━━ Dataset records ━━

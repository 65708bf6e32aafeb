//! Caller configuration.
//!
//! [`CallerConfig`] holds every tunable that can change a consensus call. It
//! is assembled once through [`CallerConfigBuilder`] (defaults, then an
//! optional config file, then explicit overrides), validated in
//! [`CallerConfigBuilder::build`], and shared read-only afterwards.
//! Options that only affect how the work is scheduled live in
//! [`ExecutionOptions`].

mod file;

pub use file::{BaseCallerSection, ConfigFile};

use thiserror::Error;

use crate::region::{RegionError, RegionSpec};

/// Default minimum base quality.
pub const DEFAULT_MIN_BASE_QUALITY: u8 = 25;
/// Default cap on observations per column.
pub const DEFAULT_MAX_DEPTH: u32 = 100_000;
/// Default depth floor.
pub const DEFAULT_MIN_DEPTH: u32 = 10;
/// Default fraction of weighted evidence for an unambiguous call.
pub const DEFAULT_MIN_CONSENSUS_FRACTION: f64 = 0.8;
/// Default quality at which bias weighting applies.
pub const DEFAULT_BIAS_QUALITY_THRESHOLD: u8 = 50;
/// Default weight of a high-quality base.
pub const DEFAULT_BIAS_FACTOR: u32 = 10;
/// Default minimum mapping quality (disabled).
pub const DEFAULT_MIN_MAPPING_QUALITY: u8 = 0;

/// Errors produced while assembling a configuration.
#[derive(Debug, Error)]
pub enum ConfigError {
    /// `min_depth` exceeds `max_depth`.
    #[error("minimum depth {min_depth} exceeds maximum depth {max_depth}")]
    DepthBounds {
        /// Requested depth floor.
        min_depth: u32,
        /// Requested depth cap.
        max_depth: u32,
    },

    /// `max_depth` must be positive.
    #[error("maximum depth must be > 0")]
    ZeroMaxDepth,

    /// `bias_factor` must be at least 1.
    #[error("bias factor must be >= 1 (got {0})")]
    BiasFactor(u32),

    /// `min_consensus_fraction` must lie in `(0, 1]`.
    #[error("minimum consensus fraction must be in (0, 1] (got {0})")]
    ConsensusFraction(f64),

    /// A region in a config file could not be parsed.
    #[error("invalid region in configuration: {0}")]
    Region(#[from] RegionError),

    /// The config file could not be read.
    #[error("failed to read config file {path}: {source}")]
    Io {
        /// Path of the config file.
        path: String,
        /// Underlying I/O failure.
        source: std::io::Error,
    },

    /// The config file is not valid JSON for this schema.
    #[error("failed to parse config file {path}: {source}")]
    Parse {
        /// Path of the config file.
        path: String,
        /// Underlying parse failure.
        source: serde_json::Error,
    },
}

/// Immutable tunables shared by every stage of the caller.
#[derive(Debug, Clone, PartialEq)]
pub struct CallerConfig {
    region: Option<RegionSpec>,
    min_base_quality: u8,
    max_depth: u32,
    min_depth: u32,
    min_consensus_fraction: f64,
    bias_quality_threshold: u8,
    bias_factor: u32,
    min_mapping_quality: u8,
}

impl Default for CallerConfig {
    fn default() -> Self {
        Self {
            region: None,
            min_base_quality: DEFAULT_MIN_BASE_QUALITY,
            max_depth: DEFAULT_MAX_DEPTH,
            min_depth: DEFAULT_MIN_DEPTH,
            min_consensus_fraction: DEFAULT_MIN_CONSENSUS_FRACTION,
            bias_quality_threshold: DEFAULT_BIAS_QUALITY_THRESHOLD,
            bias_factor: DEFAULT_BIAS_FACTOR,
            min_mapping_quality: DEFAULT_MIN_MAPPING_QUALITY,
        }
    }
}

impl CallerConfig {
    /// Start from the defaults.
    pub fn builder() -> CallerConfigBuilder {
        CallerConfigBuilder::default()
    }

    /// Region restriction, `None` for every reference.
    pub fn region(&self) -> Option<&RegionSpec> {
        self.region.as_ref()
    }

    /// Bases below this quality are not counted.
    pub fn min_base_quality(&self) -> u8 {
        self.min_base_quality
    }

    /// Hard cap on counted observations per column.
    pub fn max_depth(&self) -> u32 {
        self.max_depth
    }

    /// Columns with fewer surviving observations are forced to `N`.
    pub fn min_depth(&self) -> u32 {
        self.min_depth
    }

    /// Fraction of weighted evidence required for a symbol to qualify.
    pub fn min_consensus_fraction(&self) -> f64 {
        self.min_consensus_fraction
    }

    /// Bases at or above this quality are weighted by [`Self::bias_factor`].
    pub fn bias_quality_threshold(&self) -> u8 {
        self.bias_quality_threshold
    }

    /// Weight of a base at or above the bias quality threshold.
    pub fn bias_factor(&self) -> u32 {
        self.bias_factor
    }

    /// Reads below this mapping quality contribute nothing.
    pub fn min_mapping_quality(&self) -> u8 {
        self.min_mapping_quality
    }
}

/// Builder applying overrides on top of the defaults.
#[derive(Debug, Clone, Default)]
pub struct CallerConfigBuilder {
    config: CallerConfig,
}

impl CallerConfigBuilder {
    /// Restrict processing to a region.
    pub fn region(mut self, region: Option<RegionSpec>) -> Self {
        self.config.region = region;
        self
    }

    /// Set the minimum base quality.
    pub fn min_base_quality(mut self, value: u8) -> Self {
        self.config.min_base_quality = value;
        self
    }

    /// Set the depth cap.
    pub fn max_depth(mut self, value: u32) -> Self {
        self.config.max_depth = value;
        self
    }

    /// Set the depth floor.
    pub fn min_depth(mut self, value: u32) -> Self {
        self.config.min_depth = value;
        self
    }

    /// Set the consensus fraction threshold.
    pub fn min_consensus_fraction(mut self, value: f64) -> Self {
        self.config.min_consensus_fraction = value;
        self
    }

    /// Set the bias quality threshold.
    pub fn bias_quality_threshold(mut self, value: u8) -> Self {
        self.config.bias_quality_threshold = value;
        self
    }

    /// Set the bias factor.
    pub fn bias_factor(mut self, value: u32) -> Self {
        self.config.bias_factor = value;
        self
    }

    /// Set the minimum mapping quality.
    pub fn min_mapping_quality(mut self, value: u8) -> Self {
        self.config.min_mapping_quality = value;
        self
    }

    /// Apply every value present in a config-file section.
    pub fn apply_section(mut self, section: &BaseCallerSection) -> Result<Self, ConfigError> {
        if let Some(region) = &section.region {
            self.config.region = Some(region.parse()?);
        }
        if let Some(value) = section.minbq {
            self.config.min_base_quality = value;
        }
        if let Some(value) = section.maxd {
            self.config.max_depth = value;
        }
        if let Some(value) = section.mind {
            self.config.min_depth = value;
        }
        if let Some(value) = section.minth {
            self.config.min_consensus_fraction = value;
        }
        if let Some(value) = section.biasth {
            self.config.bias_quality_threshold = value;
        }
        if let Some(value) = section.bias {
            self.config.bias_factor = value;
        }
        if let Some(value) = section.minmq {
            self.config.min_mapping_quality = value;
        }
        Ok(self)
    }

    /// Validate and freeze the configuration.
    pub fn build(self) -> Result<CallerConfig, ConfigError> {
        let config = self.config;
        if config.max_depth == 0 {
            return Err(ConfigError::ZeroMaxDepth);
        }
        if config.min_depth > config.max_depth {
            return Err(ConfigError::DepthBounds {
                min_depth: config.min_depth,
                max_depth: config.max_depth,
            });
        }
        if config.bias_factor < 1 {
            return Err(ConfigError::BiasFactor(config.bias_factor));
        }
        let fraction = config.min_consensus_fraction;
        if !(fraction > 0.0 && fraction <= 1.0) {
            return Err(ConfigError::ConsensusFraction(fraction));
        }
        Ok(config)
    }
}

/// Scheduling options; they never change the calls produced.
#[derive(Debug, Clone, Copy, PartialEq, Eq)]
pub struct ExecutionOptions {
    /// Worker threads for column evaluation (`<= 1` runs serially).
    pub threads: usize,
    /// Columns materialised per parallel batch.
    pub batch_size: usize,
}

impl Default for ExecutionOptions {
    fn default() -> Self {
        Self {
            threads: 1,
            batch_size: 4096,
        }
    }
}

impl ExecutionOptions {
    /// Serial evaluation.
    pub fn serial() -> Self {
        Self::default()
    }

    /// Parallel evaluation over `threads` workers.
    pub fn parallel(threads: usize) -> Self {
        Self {
            threads,
            ..Self::default()
        }
    }

    /// Override the batch size (at least one column).
    pub fn with_batch_size(mut self, batch_size: usize) -> Self {
        self.batch_size = batch_size.max(1);
        self
    }

    /// Whether a worker pool is used.
    pub fn is_parallel(&self) -> bool {
        self.threads > 1
    }
}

━━━

• **The task**
All lines above from the one holding "from the defaults." to the one holding "pub fn min_consensus_fraction(&self)", inclusive, are to be copied exactly; no other line is wanted.

• **Answer to the exercise**
    /// Start from the defaults.
    pub fn builder() -> CallerConfigBuilder {
        CallerConfigBuilder::default()
    }

    /// Region restriction, `None` for every reference.
    pub fn region(&self) -> Option<&RegionSpec> {
        self.region.as_ref()
    }

    /// Bases below this quality are not counted.
    pub fn min_base_quality(&self) -> u8 {
        self.min_base_quality
    }

    /// Hard cap on counted observations per column.
    pub fn max_depth(&self) -> u32 {
        self.max_depth
    }

    /// Columns with fewer surviving observations are forced to `N`.
    pub fn min_depth(&self) -> u32 {
        self.min_depth
    }

    /// Fraction of weighted evidence required for a symbol to qualify.
    pub fn min_consensus_fraction(&self) -> f64 {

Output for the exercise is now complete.